Военные расходы Италии составляли 80% бюджета, внешний долг к концу войны составил 19 млрд. лир, золотовалютный запас был израсходован на закупки материалов и вооружения [32]. К 1917 году Британия заказала через посредство банка Моргана вооружений на 20 млрд. долларов [33], расходы на войну в составляли 70% от валового национального продукта, а внутренний долг вырос с 645 до 6 600 млн. фунтов (в книге Н. Хаггера «Синдикат» указано 7 400 млн. фунтов).
Каждый день войны стоил России в 1914 году 9 миллионов, через год — 24, в 1916-м — 40, а еще через год — 55 миллионов рублей.
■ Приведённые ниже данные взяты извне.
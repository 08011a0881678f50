// Licensed to the Apache Software Foundation (ASF) under one
// or more contributor license agreements.  See the NOTICE file
// distributed with this work for additional information
// regarding copyright ownership.  The ASF licenses this file
// to you under the Apache License, Version 2.0 (the
// "License"); you may not use this file except in compliance
// with the License.  You may obtain a copy of the License at
//
//   http://www.apache.org/licenses/LICENSE-2.0
//
// Unless required by applicable law or agreed to in writing,
// software distributed under the License is distributed on an
// "AS IS" BASIS, WITHOUT WARRANTIES OR CONDITIONS OF ANY
// KIND, either express or implied.  See the License for the
// specific language governing permissions and limitations
// under the License.

//! Deployment Planner & Executor (§4.5).
//!
//! Grounded in the teacher's `QueryStageScheduler` event-loop wiring: plan
//! steps are posted as events and advanced by a single actor, the same
//! "post an event, the actor advances shared state, status updates flow
//! back in" shape as `SchedulerServer::submit_job`/`update_task_status`.

pub mod executor;
pub mod plan;

pub use executor::{DeploymentExecutor, DeploymentObserver, StepOutcome};
pub use plan::plan_deployment;
// Licensed to the Apache Software Foundation (ASF) under one
// or more contributor license agreements.  See the NOTICE file
// distributed with this work for additional information
// regarding copyright ownership.  The ASF licenses this file
// to you under the Apache License, Version 2.0 (the
// "License"); you may not use this file except in compliance
// with the License.  You may obtain a copy of the License at
//
//   http://www.apache.org/licenses/LICENSE-2.0
//
// Unless required by applicable law or agreed to in writing,
// software distributed under the License is distributed on an
// "AS IS" BASIS, WITHOUT WARRANTIES OR CONDITIONS OF ANY
// KIND, either express or implied.  See the License for the
// specific language governing permissions and limitations
// under the License.

//! A bounded single-consumer mailbox driving a serialized actor loop.
//!
//! This is the primitive the Instance Tracker, the Deployment Executor and
//! the Offer/Reservation pipeline are all built on: one logical writer per
//! component, fed through a bounded channel so that a slow consumer fails
//! fast (`OverflowError`) instead of applying unbounded backpressure to
//! every caller.

use std::sync::Arc;

use log::{error, warn};
use tokio::sync::mpsc;
use tokio::task::JoinHandle;

use crate::error::{MarathonError, Result};

/// Implemented by the logic that drives one event-loop instance. An action
/// may return a follow-up event, which is re-posted to the same loop; this
/// lets a handler express "and now do this too" without a second mailbox.
#[async_trait::async_trait]
pub trait EventAction<E>: Send + Sync {
    fn on_start(&self) {}

    fn on_stop(&self) {}

    async fn on_receive(&self, event: E) -> Result<Option<E>>;

    fn on_error(&self, error: MarathonError) {
        error!("event loop action failed: {error}");
    }
}

/// Handle used to post events into a running `EventLoop`.
#[derive(Clone)]
pub struct EventSender<E> {
    name: Arc<str>,
    tx: mpsc::Sender<E>,
}

impl<E: Send + 'static> EventSender<E> {
    pub async fn post_event(&self, event: E) -> Result<()> {
        self.tx.send(event).await.map_err(|_| {
            MarathonError::overflow(format!(
                "event loop '{}' mailbox closed or full",
                self.name
            ))
        })
    }

    /// Non-blocking post used by callers on a hot path (e.g. a Mesos
    /// callback) that must not await an unbounded amount of backpressure.
    pub fn try_post_event(&self, event: E) -> Result<()> {
        self.tx.try_send(event).map_err(|e| match e {
            mpsc::error::TrySendError::Full(_) => MarathonError::overflow(format!(
                "event loop '{}' mailbox is full",
                self.name
            )),
            mpsc::error::TrySendError::Closed(_) => {
                MarathonError::overflow(format!("event loop '{}' mailbox closed", self.name))
            }
        })
    }
}

/// A named, bounded event loop. Construct with `new`, call `start` once to
/// spawn the consumer task, and use `get_sender` to obtain a cheap `Clone`
/// handle for producers.
pub struct EventLoop<E: 'static> {
    name: String,
    buffer_size: usize,
    tx: mpsc::Sender<E>,
    rx: Option<mpsc::Receiver<E>>,
    action: Arc<dyn EventAction<E>>,
    join: Option<JoinHandle<()>>,
}

impl<E: Send + 'static> EventLoop<E> {
    pub fn new(name: String, buffer_size: usize, action: Arc<dyn EventAction<E>>) -> Self {
        let (tx, rx) = mpsc::channel(buffer_size);
        Self {
            name,
            buffer_size,
            tx,
            rx: Some(rx),
            action,
            join: None,
        }
    }

    pub fn get_sender(&self) -> Result<EventSender<E>> {
        Ok(EventSender {
            name: Arc::from(self.name.as_str()),
            tx: self.tx.clone(),
        })
    }

    pub fn buffer_size(&self) -> usize {
        self.buffer_size
    }

    /// Spawn the consumer task. Idempotent: calling `start` twice is a
    /// no-op after the first call.
    pub fn start(&mut self) -> Result<()> {
        let Some(mut rx) = self.rx.take() else {
            return Ok(());
        };

        let action = self.action.clone();
        let name = self.name.clone();
        let sender = self.get_sender()?;

        action.on_start();

        let join = tokio::spawn(async move {
            while let Some(event) = rx.recv().await {
                match action.on_receive(event).await {
                    Ok(Some(followup)) => {
                        if let Err(e) = sender.try_post_event(followup) {
                            warn!("event loop '{name}' dropped a follow-up event: {e}");
                        }
                    }
                    Ok(None) => {}
                    Err(e) => action.on_error(e),
                }
            }
            action.on_stop();
        });

        self.join = Some(join);
        Ok(())
    }

    pub fn stop(&mut self) {
        if let Some(join) = self.join.take() {
            join.abort();
        }
    }
}

impl<E> Drop for EventLoop<E> {
    fn drop(&mut self) {
        if let Some(join) = self.join.take() {
            join.abort();
        }
    }
}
Причины были разные, в том числе и то, что с началом войны компании Shell, «Продуголь», «Продамет», «Нобель-мазут» подняли цену на свою продукцию более чем в полтора, а по нефти в 2,77 раз. Витте еще в 1901 году докладывал, что на деле значительная часть отечественных заказов выполняется иностранными комиссионерами, а тут еще и стихийная эвакуация заводов из Польши и Прибалтики привела к тому, что через год из них заработала лишь четверть крупных. Снарядами и патронами Россия обеспечивала себя лишь на 75 и 60% соответственно, 62% пороха поставлялось преимущественно фирмой DuPont, всего из США было получено заказов на сумму 1,3 миллиарда долларов.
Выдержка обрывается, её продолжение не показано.